Extracted data: Begin
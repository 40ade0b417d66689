//! Database repository for inventory items.
//!
//! Writes to an existing item are conditional on its `updated_at` value so a
//! concurrent modification between read and write is never overwritten.

use crate::{
    api::common::PaginationFilter,
    database::models::{CreateItem, Item},
};
use anyhow::Result;
use chrono::{DateTime, Utc};
use sqlx::SqlitePool;
use super::like_pattern;

const ITEM_COLUMNS: &str = "id, name, item_type, category_id, unit_id, quantity, notes, \
                            mealie_food_id, created_at, updated_at";

/// Repository for item database operations.
pub struct ItemRepository<'a> {
    /// Shared SQLite connection pool
    pool: &'a SqlitePool,
}

impl<'a> ItemRepository<'a> {
    pub fn new(pool: &'a SqlitePool) -> Self {
        Self { pool }
    }

    /// Inserts a new item.
    ///
    /// # Returns
    /// The newly created Item with all fields populated
    pub async fn create_item(&self, item: &CreateItem) -> Result<Item> {
        let now = Utc::now();
        let item = sqlx::query_as::<_, Item>(&format!(
            "INSERT INTO items
             (name, item_type, category_id, unit_id, quantity, notes, mealie_food_id, created_at, updated_at)
             VALUES (?, ?, ?, ?, ?, ?, ?, ?, ?)
             RETURNING {ITEM_COLUMNS}"
        ))
        .bind(&item.name)
        .bind(item.item_type)
        .bind(item.category_id)
        .bind(item.unit_id)
        .bind(item.quantity.unwrap_or(0.0))
        .bind(item.notes.clone().unwrap_or_default())
        .bind(&item.mealie_food_id)
        .bind(now)
        .bind(now)
        .fetch_one(self.pool)
        .await?;

        Ok(item)
    }

    /// Retrieves an item by its identifier.
    pub async fn get_item_by_id(&self, id: i64) -> Result<Option<Item>> {
        let item =
            sqlx::query_as::<_, Item>(&format!("SELECT {ITEM_COLUMNS} FROM items WHERE id = ?"))
                .bind(id)
                .fetch_optional(self.pool)
                .await?;

        Ok(item)
    }

    /// Lists items ordered by name, optionally filtered by a name substring.
    pub async fn list_items(
        &self,
        search: Option<&str>,
        pagination: &PaginationFilter,
    ) -> Result<Vec<Item>> {
        let items = sqlx::query_as::<_, Item>(&format!(
            "SELECT {ITEM_COLUMNS} FROM items
             WHERE (?1 IS NULL OR name LIKE ?1 ESCAPE '\\')
             ORDER BY name ASC
             LIMIT ?2 OFFSET ?3"
        ))
        .bind(search.map(like_pattern).as_deref())
        .bind(pagination.limit() as i64)
        .bind(pagination.offset() as i64)
        .fetch_all(self.pool)
        .await?;

        Ok(items)
    }

    /// Counts items matching the optional name substring.
    pub async fn count_items(&self, search: Option<&str>) -> Result<u64> {
        let count: i64 = sqlx::query_scalar(
            "SELECT COUNT(*) FROM items WHERE (?1 IS NULL OR name LIKE ?1 ESCAPE '\\')",
        )
        .bind(search.map(like_pattern).as_deref())
        .fetch_one(self.pool)
        .await?;

        Ok(count as u64)
    }

    /// Writes every mutable field of `item` if the stored `updated_at` still
    /// equals `expected_updated_at`.
    ///
    /// # Returns
    /// The stored item, or `None` if it was modified or deleted in between
    pub async fn update_item(
        &self,
        item: &Item,
        expected_updated_at: DateTime<Utc>,
    ) -> Result<Option<Item>> {
        let updated = sqlx::query_as::<_, Item>(&format!(
            "UPDATE items
             SET name = ?, category_id = ?, unit_id = ?, quantity = ?, notes = ?, updated_at = ?
             WHERE id = ? AND updated_at = ?
             RETURNING {ITEM_COLUMNS}"
        ))
        .bind(&item.name)
        .bind(item.category_id)
        .bind(item.unit_id)
        .bind(item.quantity)
        .bind(&item.notes)
        .bind(Utc::now())
        .bind(item.id)
        .bind(expected_updated_at)
        .fetch_optional(self.pool)
        .await?;

        Ok(updated)
    }

    /// Deletes an item unconditionally.
    ///
    /// # Returns
    /// `true` if a row was removed
    pub async fn delete_item(&self, id: i64) -> Result<bool> {
        let result = sqlx::query("DELETE FROM items WHERE id = ?")
            .bind(id)
            .execute(self.pool)
            .await?;

        Ok(result.rows_affected() > 0)
    }
}
//! Client session state.
//!
//! A `SessionHandle` is created once by the application and cloned into the
//! API adapter and the optimistic controller. It holds the current
//! `SessionState` and publishes `SessionEvent`s on a broadcast channel.

use parking_lot::RwLock;
use std::sync::Arc;
use tokio::sync::broadcast;
use tracing::{debug, info};

#[derive(Debug, Clone, PartialEq, Eq)]
pub enum SessionState {
    Anonymous,
    Authenticating,
    Authenticated { username: String },
}

#[derive(Debug, Clone, PartialEq, Eq)]
pub enum SessionEvent {
    LoggedIn { username: String },
    LoggedOut,
    /// The server rejected the session; the UI should route to login.
    Invalidated,
}

#[derive(Clone)]
pub struct SessionHandle {
    state: Arc<RwLock<SessionState>>,
    events: broadcast::Sender<SessionEvent>,
}

impl Default for SessionHandle {
    fn default() -> Self {
        Self::new()
    }
}

impl SessionHandle {
    pub fn new() -> Self {
        let (events, _) = broadcast::channel(16);
        Self {
            state: Arc::new(RwLock::new(SessionState::Anonymous)),
            events,
        }
    }

    pub fn state(&self) -> SessionState {
        self.state.read().clone()
    }

    pub fn is_authenticated(&self) -> bool {
        matches!(*self.state.read(), SessionState::Authenticated { .. })
    }

    pub fn username(&self) -> Option<String> {
        match &*self.state.read() {
            SessionState::Authenticated { username } => Some(username.clone()),
            _ => None,
        }
    }

    pub fn subscribe(&self) -> broadcast::Receiver<SessionEvent> {
        self.events.subscribe()
    }

    pub(crate) fn begin_authentication(&self) {
        *self.state.write() = SessionState::Authenticating;
    }

    pub(crate) fn set_authenticated(&self, username: &str) {
        *self.state.write() = SessionState::Authenticated {
            username: username.to_string(),
        };
        info!(username, "Session established");
        self.publish(SessionEvent::LoggedIn {
            username: username.to_string(),
        });
    }

    /// Local logout or failed login. Always ends in `Anonymous`.
    pub(crate) fn reset(&self) {
        let previous = std::mem::replace(&mut *self.state.write(), SessionState::Anonymous);
        if matches!(previous, SessionState::Authenticated { .. }) {
            self.publish(SessionEvent::LoggedOut);
        }
    }

    /// Forces `Anonymous` after the server rejected the session. Publishes
    /// `Invalidated` only when a session was actually lost.
    pub fn invalidate(&self) {
        let previous = std::mem::replace(&mut *self.state.write(), SessionState::Anonymous);
        if let SessionState::Authenticated { username } = previous {
            info!(username = %username, "Session invalidated by server");
            self.publish(SessionEvent::Invalidated);
        }
    }

    fn publish(&self, event: SessionEvent) {
        if self.events.send(event).is_err() {
            debug!("No session event subscribers");
        }
    }
}

#[cfg(test)]
mod tests {
    use super::*;

    #[test]
    fn test_state_machine() {
        let session = SessionHandle::new();
        let mut events = session.subscribe();
        assert_eq!(session.state(), SessionState::Anonymous);

        session.begin_authentication();
        assert_eq!(session.state(), SessionState::Authenticating);

        session.set_authenticated("alice");
        assert!(session.is_authenticated());
        assert_eq!(session.username().as_deref(), Some("alice"));
        assert_eq!(
            events.try_recv().unwrap(),
            SessionEvent::LoggedIn {
                username: "alice".to_string()
            }
        );

        session.invalidate();
        assert_eq!(session.state(), SessionState::Anonymous);
        assert_eq!(events.try_recv().unwrap(), SessionEvent::Invalidated);

        // already anonymous, nothing more to report
        session.invalidate();
        session.reset();
        assert!(events.try_recv().is_err());
    }

    #[test]
    fn test_clones_share_state() {
        let session = SessionHandle::new();
        let clone = session.clone();
        clone.set_authenticated("bob");
        assert!(session.is_authenticated());
        session.reset();
        assert!(!clone.is_authenticated());
    }
}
Extracted data: End
## Problem requirements:
Every line of the entries above that includes "struct" should be copied.

## Task output:
pub struct ItemRepository<'a> {
pub struct SessionHandle {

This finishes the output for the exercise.